Search The Line of Best Fit
Search The Line of Best Fit
AV Dummy lead

On the Rise: AV Dummy

24 March 2022, 12:20
Words by Alisdair Grice
Original Photography by Jake Wesley-Worrall

Arriving on the cusp of irreversible global unrest, anarchic four-piece AV Dummy are documenting the downfall of man in high definition.

Listening to AV Dummy is an exercise in maximalism. Their anarchic combination of garage beats, grime bars and hyperpop vigour is a deft exhibition of the capabilities of its constituent members. Beginning as the bedroom project of rapper BUCHANAN and the chameleonic producer Christy Carey, they have now refitted their live roster with prolific gospel drummer Jerome Johnson and bassist Sat Chatterji.

What began as an exercise in trading track snippets via Facebook groups between Carey and BUCHANAN is now a fully-fledged band.

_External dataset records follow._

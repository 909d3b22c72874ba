use super::config::LoopConfig;
use super::gate::{GateInput, apply_gate};
use super::report::{CycleDecision, CycleOutcome, CyclePhase, CycleReport, PlannedOrder, SymbolError};
use super::state::MessageLevel;
use super::{TradingLoop, Trigger};
use crate::domain::audit::{
    RegimeAuditRecord, RiskAuditRecord, TradeAction, TradeAuditRecord, VolatilityAuditRecord,
    truncate_explanation,
};
use crate::domain::errors::{CycleError, ExchangeError};
use crate::domain::market::indicators::{TechnicalIndicators, compute_indicators};
use crate::domain::market::market_regime::RegimeClassification;
use crate::domain::risk::risk_engine::{RiskDecision, RiskInput};
use crate::domain::risk::state::RiskMetrics;
use crate::domain::risk::volatility_guard::VolatilityGuardStatus;
use crate::domain::trading::signal::TradeSignal;
use crate::domain::trading::trading_pair::TradingPair;
use crate::domain::trading::types::{
    AccountBalance, Candle, OrderAck, OrderBookDepth, OrderOptions, OrderSide, Position, Ticker,
};
use futures::stream::{self, StreamExt};
use rust_decimal::Decimal;
use std::future::Future;
use std::time::{Duration, Instant};
use tracing::{debug, info, warn};

pub(crate) fn now_ms() -> i64 {
    chrono::Utc::now().timestamp_millis()
}

/// Everything FETCH pulls from the exchange for one symbol
struct MarketSnapshot {
    candles: Vec<Candle>,
    ticker: Ticker,
    depth: OrderBookDepth,
    positions: Vec<Position>,
    balance: AccountBalance,
}

fn error_kind(error: &ExchangeError) -> &'static str {
    match error {
        ExchangeError::Transport { .. } => "transport",
        ExchangeError::Rejected { .. } => "rejected",
        ExchangeError::Timeout { .. } => "timeout",
    }
}

impl TradingLoop {
    /// Shared by the timer task and `run_single_cycle`.
    pub(crate) async fn run_pass(&self, trigger: Trigger) -> CycleReport {
        let started = Instant::now();
        let started_at = now_ms();
        let config = self.config.read().await.clone();

        let mut tokens = Vec::with_capacity(config.symbols.len());
        let mut skipped = Vec::new();
        for symbol in &config.symbols {
            match self.in_flight.try_acquire(*symbol) {
                Some(token) => tokens.push(token),
                None => {
                    self.metrics.inc_cycle(symbol.as_str(), "skipped");
                    skipped.push(*symbol);
                }
            }
        }
        if !skipped.is_empty() {
            warn!(
                "TradingLoop: {} pass skipped {:?}, previous cycle still in flight",
                trigger.as_str(),
                skipped
            );
        }

        let config_ref = &config;
        let results: Vec<Result<CycleDecision, SymbolError>> = stream::iter(tokens)
            .map(|token| async move {
                let result = self.run_symbol(token.symbol(), config_ref).await;
                drop(token);
                result
            })
            .buffer_unordered(config.max_concurrent_trades)
            .collect()
            .await;

        let mut decisions = Vec::new();
        let mut errors = Vec::new();
        for result in results {
            match result {
                Ok(decision) => decisions.push(decision),
                Err(e) => {
                    self.metrics.inc_cycle(e.symbol.as_str(), "error");
                    self.record(
                        MessageLevel::Error,
                        format!("{} failed in {}: {}", e.symbol, e.phase, e.message),
                    )
                    .await;
                    errors.push(e);
                }
            }
        }

        // Report order follows configuration order
        let position_of = |symbol: TradingPair| {
            config
                .symbols
                .iter()
                .position(|s| *s == symbol)
                .unwrap_or(usize::MAX)
        };
        decisions.sort_by_key(|d| position_of(d.symbol));
        errors.sort_by_key(|e| position_of(e.symbol));

        let finished_at = now_ms();
        {
            let mut state = self.state.write().await;
            state.cycles_completed += 1;
            state.last_cycle_at = Some(finished_at);
        }
        self.metrics
            .observe_cycle(trigger.as_str(), started.elapsed().as_secs_f64());

        info!(
            "TradingLoop: {} pass complete in {}ms ({} decisions, {} errors, {} skipped)",
            trigger.as_str(),
            finished_at - started_at,
            decisions.len(),
            errors.len(),
            skipped.len()
        );

        CycleReport {
            started_at,
            finished_at,
            decisions,
            errors,
            skipped,
        }
    }

    /// FETCH -> CLASSIFY -> RISK_CHECK -> SIGNAL -> GATE -> EXECUTE -> LOG for one symbol
    async fn run_symbol(
        &self,
        symbol: TradingPair,
        config: &LoopConfig,
    ) -> Result<CycleDecision, SymbolError> {
        let fail = move |phase: CyclePhase| move |e: CycleError| SymbolError::new(symbol, phase, e);

        // FETCH
        let market = self
            .fetch(symbol, config)
            .await
            .map_err(fail(CyclePhase::Fetch))?;
        let last_price = market.ticker.last_price;
        if last_price <= Decimal::ZERO {
            return Err(fail(CyclePhase::Fetch)(CycleError::InvalidMarketData {
                reason: format!("non-positive last price {}", last_price),
            }));
        }
        let now = now_ms();

        // CLASSIFY
        let indicators = compute_indicators(&market.candles)
            .map_err(|e| fail(CyclePhase::Classify)(e.into()))?;
        let regime = self.classifier.classify(&indicators, now);
        let volatility = {
            let mut state = self.state.write().await;
            let guard_state = state.volatility.entry(symbol).or_default();
            self.guard
                .evaluate(symbol.as_str(), guard_state, indicators.volatility, now)
        };

        // RISK_CHECK
        let metrics = self.state.write().await.risk_metrics.observe(
            symbol,
            &market.positions,
            market.balance.equity,
            now,
        );
        let risk = self.risk_engine.assess(&RiskInput {
            regime: &regime,
            current_volatility: indicators.volatility,
            positions: &market.positions,
            balance: &market.balance,
            metrics: &metrics,
            now,
        });

        // SIGNAL
        let signal = self
            .executor
            .generate(symbol, &regime, &indicators, last_price, now);

        // GATE
        let gate = apply_gate(&GateInput {
            signal: &signal,
            risk: &risk,
            kill_switch_active: volatility.kill_switch_active,
            base_position_size: config.base_position_size,
            size_precision: symbol.size_precision(),
            spread_bps: market.depth.spread_bps(),
            max_spread_bps: self.risk_engine.config().max_spread_bps,
            open_position: market.positions.iter().find(|p| p.symbol == symbol),
        });

        // EXECUTE
        let execution = match gate.order {
            Err(reason) => Ok(CycleOutcome::NoOp { reason }),
            Ok(order) if config.dry_run => Ok(CycleOutcome::DryRun { order }),
            Ok(order) => match self.execute(symbol, &order, config).await {
                Ok(ack) => Ok(CycleOutcome::Submitted {
                    order_id: ack.order_id,
                    order,
                }),
                Err(e) => {
                    self.metrics.inc_orders(&order.side.to_string(), "rejected");
                    Err(match e {
                        ExchangeError::Rejected { code, reason } => CycleError::OrderRejected {
                            reason: format!("{} (code {})", reason, code),
                        },
                        other => CycleError::Exchange(other),
                    })
                }
            },
        };

        // LOG
        self.audit_cycle(symbol, &regime, &indicators, &metrics, &risk, &volatility, &signal, &execution, now)
            .await;

        self.metrics.set_regime(symbol.as_str(), regime.regime.code());
        self.metrics
            .set_kill_switch(symbol.as_str(), volatility.kill_switch_active);
        self.metrics
            .set_size_multiplier(symbol.as_str(), gate.effective_multiplier);

        let outcome = execution.map_err(fail(CyclePhase::Execute))?;

        let decision = CycleDecision {
            symbol,
            timestamp: now,
            last_price,
            indicators,
            regime,
            volatility,
            risk,
            signal,
            effective_multiplier: gate.effective_multiplier,
            final_size: gate.final_size,
            order_size: gate.order_size,
            outcome,
        };

        self.metrics.inc_cycle(symbol.as_str(), decision.outcome.label());
        let summary = match &decision.outcome {
            CycleOutcome::NoOp { reason } => format!("{} no-op: {}", symbol, reason),
            CycleOutcome::DryRun { order } => format!(
                "{} dry run: would {:?} {} {} (regime {}, risk {})",
                symbol, order.action, order.side, order.size, decision.regime.regime, decision.risk.risk_level
            ),
            CycleOutcome::Submitted { order_id, order } => {
                self.metrics.inc_orders(&order.side.to_string(), "submitted");
                format!(
                    "{} submitted {:?} {} {} as order {}",
                    symbol, order.action, order.side, order.size, order_id
                )
            }
        };
        debug!("TradingLoop: {}", summary);

        {
            let mut state = self.state.write().await;
            if matches!(decision.outcome, CycleOutcome::Submitted { .. }) {
                state.risk_metrics.record_trade(symbol, now);
            }
            state.last_decisions.insert(symbol, decision.clone());
            state.messages.push(now, MessageLevel::Info, summary);
        }

        Ok(decision)
    }

    async fn fetch(&self, symbol: TradingPair, config: &LoopConfig) -> Result<MarketSnapshot, CycleError> {
        let timeout_ms = config.exchange_timeout_ms;
        let (candles, ticker, depth, positions, balance) = tokio::try_join!(
            self.timed(
                "get_candles",
                timeout_ms,
                self.exchange
                    .get_candles(symbol, config.candle_granularity, config.candle_limit),
            ),
            self.timed("get_ticker", timeout_ms, self.exchange.get_ticker(symbol)),
            self.timed(
                "get_order_book_depth",
                timeout_ms,
                self.exchange.get_order_book_depth(symbol, config.depth_limit),
            ),
            self.timed("get_positions", timeout_ms, self.exchange.get_positions()),
            self.timed("get_account_balance", timeout_ms, self.exchange.get_account_balance()),
        )?;

        Ok(MarketSnapshot {
            candles,
            ticker,
            depth,
            positions,
            balance,
        })
    }

    async fn execute(
        &self,
        symbol: TradingPair,
        order: &PlannedOrder,
        config: &LoopConfig,
    ) -> Result<OrderAck, ExchangeError> {
        let options = OrderOptions {
            is_market: true,
            stop_loss_price: order.stop_loss,
            take_profit_price: order.take_profit,
        };
        let timeout_ms = config.exchange_timeout_ms;
        let size = order.size;

        match (order.action, order.side) {
            (TradeAction::Open, OrderSide::Buy) => {
                self.timed("open_long", timeout_ms, self.exchange.open_long(symbol, size, options))
                    .await
            }
            (TradeAction::Open, OrderSide::Sell) => {
                self.timed("open_short", timeout_ms, self.exchange.open_short(symbol, size, options))
                    .await
            }
            (TradeAction::Close, OrderSide::Sell) => {
                self.timed("close_long", timeout_ms, self.exchange.close_long(symbol, size, options))
                    .await
            }
            (TradeAction::Close, OrderSide::Buy) => {
                self.timed("close_short", timeout_ms, self.exchange.close_short(symbol, size, options))
                    .await
            }
        }
    }

    /// Bounds an exchange call; a timeout becomes `ExchangeError::Timeout`.
    pub(crate) async fn timed<T, F>(
        &self,
        operation: &'static str,
        timeout_ms: u64,
        call: F,
    ) -> Result<T, ExchangeError>
    where
        F: Future<Output = Result<T, ExchangeError>>,
    {
        let result = match tokio::time::timeout(Duration::from_millis(timeout_ms), call).await {
            Ok(result) => result,
            Err(_) => Err(ExchangeError::Timeout {
                operation: operation.to_string(),
                timeout_ms,
            }),
        };
        if let Err(e) = &result {
            self.metrics.inc_exchange_error(operation, error_kind(e));
        }
        result
    }

    /// Audit sink failures are logged and never fail the cycle.
    #[allow(clippy::too_many_arguments)]
    async fn audit_cycle(
        &self,
        symbol: TradingPair,
        regime: &RegimeClassification,
        indicators: &TechnicalIndicators,
        metrics: &RiskMetrics,
        risk: &RiskDecision,
        volatility: &VolatilityGuardStatus,
        signal: &TradeSignal,
        execution: &Result<CycleOutcome, CycleError>,
        now: i64,
    ) {
        let regime_explanation = format!(
            "{} with confidence {:.2}: trend strength {:.3}%, volatility {:.3}%, momentum {:.2}%",
            regime.regime,
            regime.confidence,
            regime.features.trend_strength,
            regime.features.volatility,
            regime.features.momentum
        );
        if let Err(e) = self
            .audit
            .log_regime(RegimeAuditRecord::new(symbol, regime.clone(), *indicators, &regime_explanation))
            .await
        {
            warn!("TradingLoop: regime audit failed for {}: {}", symbol, e);
        }

        if let Err(e) = self
            .audit
            .log_risk(RiskAuditRecord::new(symbol, regime.regime, metrics.clone(), risk.clone()))
            .await
        {
            warn!("TradingLoop: risk audit failed for {}: {}", symbol, e);
        }

        if let Err(e) = self
            .audit
            .log_volatility(VolatilityAuditRecord::new(symbol, volatility.clone()))
            .await
        {
            warn!("TradingLoop: volatility audit failed for {}: {}", symbol, e);
        }

        if let Ok(CycleOutcome::Submitted { order_id, order }) = execution {
            let explanation = format!("{} | {}", signal.reason, risk.explanation);
            let record = TradeAuditRecord {
                symbol,
                order_id: order_id.clone(),
                action: order.action,
                side: order.side,
                strategy: signal.strategy,
                size: order.size,
                entry_price: signal.entry_price,
                stop_loss: order.stop_loss,
                take_profit: order.take_profit,
                explanation: truncate_explanation(&explanation),
                timestamp: now,
            };
            if let Err(e) = self.audit.log_trade(record).await {
                warn!("TradingLoop: trade audit failed for {} order {}: {}", symbol, order_id, e);
            }
        }
    }
}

AV Dummy taps into their combined disgust at the current UK establishment, using music as a conduit. Carey’s meticulous production and BUCHANAN's experimental bars create the foundation for something equally primal, visceral and unique.

We are gathered in a classic central London pub on a mild afternoon, and it soon becomes apparent this is their first whole band meeting since they played Oslo last December. They celebrate as each member enters the room, with Carey travelling from Birmingham.

“The first time we met in person was at a Death Grips show. BUCHANAN was asleep on the barrier,” Carey jokes. Despite their aversion to comparison with the mysterious glitch-rap kings, it was oddly serendipitous that the two met face to face at this show. “We've even got a picture of it somewhere,” Carey laughs. Often the story for many producer rapper duos, Carey and B exchanged beats online for years before realising they were dealing with something greater than themselves.

“It was a digital thing for years. We just shared on Facebook or over email. But we wanted to go beyond that rapper/producer duo which gets tagged down by everyone. Regardless of the music including guitars and drums.” Reinforcing the longevity of their relationship, BUCHANAN adds: “We started “In Colour” when I was about 16. I’m 22 now.”

Having outgrown the confines of their bedrooms, and needing to find a way to perform live, Johnson and Chatterji were introduced. AV Dummy’s members each bring a unique set of tools to the table – BUCHANAN's anecdotal lyrics, Carey’s animated production, Johnson’s improvisation and Chatterji’s vast theory knowledge. On paper, it shouldn’t work, but their unified vision of creating abrasive, complex, genreless music is what ties them together. Chatterji shares: “That's why I get on with these guys. Because their identities don't just lie in being musicians. They also just love art and what it means to be yourself. So in that way, I felt very at home.”

When approaching writing, BUCHANAN shares: “I’ll say to Christy that ‘I want this kind of Tony Allen rhythm with an Afro kind of effort to it. But at the same time, let’s push it to create a rhythmically off-kilter thing.’ I don't execute things. I just say things.” Chatterji continues: “I think I'm able to translate that by putting my knowledge of theory into action.” Even before inviting the rhythm section to join them, Carey had already written the parts that they were eventually going to play. “We came at it from a band mindset anyway, like the way I make music. I'm a guitarist first and foremost. So whenever I make electronic music, I've got a band in mind anyway. It was always going to translate to that.”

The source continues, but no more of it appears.